What you are asked to do >>
Records follow. Copy every line with "CreateCustomerPayload".
Task material section start
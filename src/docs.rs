// src/docs.rs

use utoipa::openapi::security::{Http, HttpAuthScheme, SecurityScheme};
use utoipa::OpenApi;

use crate::handlers;
use crate::models;

#[derive(OpenApi)]
#[openapi(
    paths(
        // --- Auth ---
        handlers::auth::login,
        handlers::auth::get_me,
        handlers::auth::logout,

        // --- Users ---
        handlers::users::get_all_users,
        handlers::users::create_user,
        handlers::users::update_user,
        handlers::users::delete_user,

        // --- Branches ---
        handlers::branches::get_all_branches,
        handlers::branches::create_branch,
        handlers::branches::update_branch,
        handlers::branches::delete_branch,

        // --- Inventory ---
        handlers::inventory::get_all_items,
        handlers::inventory::create_item,
        handlers::inventory::update_item,
        handlers::inventory::delete_item,
        handlers::inventory::bulk_delete_items,
        handlers::inventory::get_reorder_alerts,

        // --- Operations ---
        handlers::operations::get_all_job_orders,
        handlers::operations::create_job_order,
        handlers::operations::update_job_order,
        handlers::operations::delete_job_order,

        // --- CRM ---
        handlers::crm::get_all_customers,
        handlers::crm::create_customer,
        handlers::crm::update_customer,
        handlers::crm::delete_customer,
        handlers::crm::get_all_vehicles,
        handlers::crm::create_vehicle,
        handlers::crm::update_vehicle,
        handlers::crm::delete_vehicle,

        // --- Accounts ---
        handlers::accounting::get_all_vouchers,
        handlers::accounting::create_voucher,
        handlers::accounting::delete_voucher,
        handlers::accounting::get_all_entries,
        handlers::accounting::create_entry,
        handlers::accounting::delete_entry,
        handlers::accounting::get_statement,
        handlers::accounting::get_trial_balance,
        handlers::accounting::get_profit_loss,
        handlers::accounting::get_balance_sheet,

        // --- Dashboard ---
        handlers::dashboard::get_summary,
    ),
    components(
        schemas(
            // --- Auth ---
            models::auth::User,
            models::auth::LoginPayload,
            models::auth::AuthResponse,
            models::auth::CreateUserPayload,
            models::auth::UpdateUserPayload,

            // --- Branches ---
            models::branch::Branch,
            models::branch::CreateBranchPayload,
            models::branch::UpdateBranchPayload,

            // --- Inventory ---
            models::inventory::Item,
            models::inventory::CreateItemPayload,
            models::inventory::UpdateItemPayload,
            models::inventory::BulkDeletePayload,
            crate::services::stock_alerts::Urgency,
            crate::services::stock_alerts::Alert,
            crate::services::stock_alerts::AlertSummary,
            handlers::inventory::AlertFeedResponse,

            // --- Operations ---
            models::operations::JobStatus,
            models::operations::JobOrder,
            models::operations::CreateJobOrderPayload,
            models::operations::UpdateJobOrderPayload,

            // --- CRM ---
            models::crm::Customer,
            models::crm::CreateCustomerPayload,
            models::crm::UpdateCustomerPayload,
            models::crm::Vehicle,
            models::crm::CreateVehiclePayload,
            models::crm::UpdateVehiclePayload,

            // --- Accounts ---
            models::accounting::Voucher,
            models::accounting::CreateVoucherPayload,
            models::accounting::EntrySide,
            models::accounting::EntryCategory,
            models::accounting::LedgerEntry,
            models::accounting::CreateLedgerEntryPayload,
            models::accounting::LedgerLine,
            models::accounting::LedgerStatement,
            models::accounting::TrialBalanceRow,
            models::accounting::TrialBalanceReport,
            models::accounting::ProfitLossReport,
            models::accounting::BalanceSheetReport,

            // --- Dashboard ---
            models::dashboard::DashboardSummary,
        )
    ),
    tags(
        (name = "Auth", description = "Autenticação e sessão"),
        (name = "Users", description = "Administração de usuários"),
        (name = "Branches", description = "Administração de filiais"),
        (name = "Inventory", description = "Estoque e alertas de reposição"),
        (name = "Operations", description = "Ordens de serviço"),
        (name = "CRM", description = "Veículos e clientes"),
        (name = "Accounts", description = "Contabilidade básica"),
        (name = "Dashboard", description = "Painel por papel")
    ),
    modifiers(&SecurityAddon)
)]
pub struct ApiDoc;

struct SecurityAddon;

impl utoipa::Modify for SecurityAddon {
    fn modify(&self, openapi: &mut utoipa::openapi::OpenApi) {
        let components = openapi.components.get_or_insert_with(Default::default);
        components.add_security_scheme(
            "api_jwt",
            SecurityScheme::Http(Http::new(HttpAuthScheme::Bearer)),
        );
    }
}
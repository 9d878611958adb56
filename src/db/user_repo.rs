// src/db/user_repo.rs

use sqlx::PgPool;

use crate::{
    common::error::AppError,
    models::auth::{UpdateUserPayload, User},
};

// O repositório de usuários, responsável por todas as interações com a tabela 'users'
#[derive(Clone)]
pub struct UserRepository {
    pool: PgPool,
}

impl UserRepository {
    pub fn new(pool: PgPool) -> Self {
        Self { pool }
    }

    pub async fn find_by_email(&self, email: &str) -> Result<Option<User>, AppError> {
        let user = sqlx::query_as::<_, User>("SELECT * FROM users WHERE email = $1")
            .bind(email)
            .fetch_optional(&self.pool)
            .await?;
        Ok(user)
    }

    pub async fn find_by_id(&self, id: i32) -> Result<Option<User>, AppError> {
        let user = sqlx::query_as::<_, User>("SELECT * FROM users WHERE id = $1")
            .bind(id)
            .fetch_optional(&self.pool)
            .await?;
        Ok(user)
    }

    pub async fn get_all(&self) -> Result<Vec<User>, AppError> {
        let users = sqlx::query_as::<_, User>("SELECT * FROM users ORDER BY name ASC")
            .fetch_all(&self.pool)
            .await?;
        Ok(users)
    }

    pub async fn create(
        &self,
        name: &str,
        email: &str,
        password_hash: &str,
        role: &str,
        branch_id: Option<i32>,
    ) -> Result<User, AppError> {
        sqlx::query_as::<_, User>(
            "INSERT INTO users (name, email, password_hash, role, branch_id) \
             VALUES ($1, $2, $3, $4, $5) RETURNING *",
        )
        .bind(name)
        .bind(email)
        .bind(password_hash)
        .bind(role)
        .bind(branch_id)
        .fetch_one(&self.pool)
        .await
        .map_err(|e| {
            // Converte a violação de chave única em um erro mais amigável
            if let Some(db_err) = e.as_database_error() {
                if db_err.is_unique_violation() {
                    return AppError::EmailAlreadyExists;
                }
            }
            AppError::DatabaseError(e)
        })
    }

    // Atualização parcial: campo ausente mantém o valor atual. A senha já
    // chega hasheada (quando veio no payload).
    pub async fn update(
        &self,
        id: i32,
        payload: &UpdateUserPayload,
        new_password_hash: Option<String>,
    ) -> Result<Option<User>, AppError> {
        sqlx::query_as::<_, User>(
            "UPDATE users SET \
                name = COALESCE($2, name), \
                email = COALESCE($3, email), \
                password_hash = COALESCE($4, password_hash), \
                role = COALESCE($5, role), \
                branch_id = COALESCE($6, branch_id), \
                updated_at = NOW() \
             WHERE id = $1 RETURNING *",
        )
        .bind(id)
        .bind(payload.name.as_deref())
        .bind(payload.email.as_deref())
        .bind(new_password_hash)
        .bind(payload.role.as_deref())
        .bind(payload.branch_id)
        .fetch_optional(&self.pool)
        .await
        .map_err(|e| {
            if let Some(db_err) = e.as_database_error() {
                if db_err.is_unique_violation() {
                    return AppError::EmailAlreadyExists;
                }
            }
            AppError::DatabaseError(e)
        })
    }

    pub async fn delete(&self, id: i32) -> Result<bool, AppError> {
        let result = sqlx::query("DELETE FROM users WHERE id = $1")
            .bind(id)
            .execute(&self.pool)
            .await?;
        Ok(result.rows_affected() > 0)
    }
}
// src/handlers/crm.rs

use axum::{
    extract::{Path, State},
    http::StatusCode,
    Json,
};
use validator::Validate;

use crate::{
    common::error::AppError,
    config::AppState,
    middleware::rbac::{RequireAccess, ResVehicleCustomer},
    models::crm::{
        CreateCustomerPayload, CreateVehiclePayload, Customer, UpdateCustomerPayload,
        UpdateVehiclePayload, Vehicle,
    },
};

// ---
// Clientes
// ---

#[utoipa::path(
    get,
    path = "/api/vehicle-customer/customers",
    tag = "CRM",
    responses(
        (status = 200, description = "Lista de clientes", body = Vec<Customer>),
        (status = 403, description = "Sem acesso a veículos e clientes")
    ),
    security(("api_jwt" = []))
)]
pub async fn get_all_customers(
    State(app_state): State<AppState>,
    _guard: RequireAccess<ResVehicleCustomer>,
) -> Result<Json<Vec<Customer>>, AppError> {
    let customers = app_state.crm_repo.get_all_customers().await?;
    Ok(Json(customers))
}

#[utoipa::path(
    post,
    path = "/api/vehicle-customer/customers",
    tag = "CRM",
    request_body = CreateCustomerPayload,
    responses(
        (status = 201, description = "Cliente criado", body = Customer),
        (status = 400, description = "Campos inválidos")
    ),
    security(("api_jwt" = []))
)]
pub async fn create_customer(
    State(app_state): State<AppState>,
    _guard: RequireAccess<ResVehicleCustomer>,
    Json(payload): Json<CreateCustomerPayload>,
) -> Result<(StatusCode, Json<Customer>), AppError> {
    payload.validate().map_err(AppError::ValidationError)?;

    let customer = app_state.crm_repo.create_customer(&payload).await?;
    tracing::info!("✅ Cliente '{}' cadastrado", customer.name);
    Ok((StatusCode::CREATED, Json(customer)))
}

#[utoipa::path(
    put,
    path = "/api/vehicle-customer/customers/{id}",
    tag = "CRM",
    request_body = UpdateCustomerPayload,
    params(("id" = i32, Path, description = "ID do cliente")),
    responses(
        (status = 200, description = "Cliente atualizado", body = Customer),
        (status = 404, description = "Cliente não encontrado")
    ),
    security(("api_jwt" = []))
)]
pub async fn update_customer(
    State(app_state): State<AppState>,
    Path(id): Path<i32>,
    _guard: RequireAccess<ResVehicleCustomer>,
    Json(payload): Json<UpdateCustomerPayload>,
) -> Result<Json<Customer>, AppError> {
    payload.validate().map_err(AppError::ValidationError)?;

    let customer = app_state
        .crm_repo
        .update_customer(id, &payload)
        .await?
        .ok_or(AppError::NotFound("Cliente"))?;
    Ok(Json(customer))
}

#[utoipa::path(
    delete,
    path = "/api/vehicle-customer/customers/{id}",
    tag = "CRM",
    params(("id" = i32, Path, description = "ID do cliente")),
    responses(
        (status = 204, description = "Cliente removido"),
        (status = 404, description = "Cliente não encontrado")
    ),
    security(("api_jwt" = []))
)]
pub async fn delete_customer(
    State(app_state): State<AppState>,
    Path(id): Path<i32>,
    _guard: RequireAccess<ResVehicleCustomer>,
) -> Result<StatusCode, AppError> {
    if !app_state.crm_repo.delete_customer(id).await? {
        return Err(AppError::NotFound("Cliente"));
    }
    Ok(StatusCode::NO_CONTENT)
}

// ---
// Veículos
// ---

#[utoipa::path(
    get,
    path = "/api/vehicle-customer/vehicles",
    tag = "CRM",
    responses(
        (status = 200, description = "Lista de veículos", body = Vec<Vehicle>),
        (status = 403, description = "Sem acesso a veículos e clientes")
    ),
    security(("api_jwt" = []))
)]
pub async fn get_all_vehicles(
    State(app_state): State<AppState>,
    _guard: RequireAccess<ResVehicleCustomer>,
) -> Result<Json<Vec<Vehicle>>, AppError> {
    let vehicles = app_state.crm_repo.get_all_vehicles().await?;
    Ok(Json(vehicles))
}

#[utoipa::path(
    post,
    path = "/api/vehicle-customer/vehicles",
    tag = "CRM",
    request_body = CreateVehiclePayload,
    responses(
        (status = 201, description = "Veículo criado", body = Vehicle),
        (status = 400, description = "Campos inválidos")
    ),
    security(("api_jwt" = []))
)]
pub async fn create_vehicle(
    State(app_state): State<AppState>,
    _guard: RequireAccess<ResVehicleCustomer>,
    Json(payload): Json<CreateVehiclePayload>,
) -> Result<(StatusCode, Json<Vehicle>), AppError> {
    payload.validate().map_err(AppError::ValidationError)?;

    let vehicle = app_state.crm_repo.create_vehicle(&payload).await?;
    tracing::info!("✅ Veículo {} {} cadastrado", vehicle.make, vehicle.model);
    Ok((StatusCode::CREATED, Json(vehicle)))
}

#[utoipa::path(
    put,
    path = "/api/vehicle-customer/vehicles/{id}",
    tag = "CRM",
    request_body = UpdateVehiclePayload,
    params(("id" = i32, Path, description = "ID do veículo")),
    responses(
        (status = 200, description = "Veículo atualizado", body = Vehicle),
        (status = 404, description = "Veículo não encontrado")
    ),
    security(("api_jwt" = []))
)]
pub async fn update_vehicle(
    State(app_state): State<AppState>,
    Path(id): Path<i32>,
    _guard: RequireAccess<ResVehicleCustomer>,
    Json(payload): Json<UpdateVehiclePayload>,
) -> Result<Json<Vehicle>, AppError> {
    payload.validate().map_err(AppError::ValidationError)?;

    let vehicle = app_state
        .crm_repo
        .update_vehicle(id, &payload)
        .await?
        .ok_or(AppError::NotFound("Veículo"))?;
    Ok(Json(vehicle))
}

#[utoipa::path(
    delete,
    path = "/api/vehicle-customer/vehicles/{id}",
    tag = "CRM",
    params(("id" = i32, Path, description = "ID do veículo")),
    responses(
        (status = 204, description = "Veículo removido"),
        (status = 404, description = "Veículo não encontrado")
    ),
    security(("api_jwt" = []))
)]
pub async fn delete_vehicle(
    State(app_state): State<AppState>,
    Path(id): Path<i32>,
    _guard: RequireAccess<ResVehicleCustomer>,
) -> Result<StatusCode, AppError> {
    if !app_state.crm_repo.delete_vehicle(id).await? {
        return Err(AppError::NotFound("Veículo"));
    }
    Ok(StatusCode::NO_CONTENT)
}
Task material section end
Completed exercise >>
            models::crm::CreateCustomerPayload,
        CreateCustomerPayload, CreateVehiclePayload, Customer, UpdateCustomerPayload,
    request_body = CreateCustomerPayload,
    Json(payload): Json<CreateCustomerPayload>,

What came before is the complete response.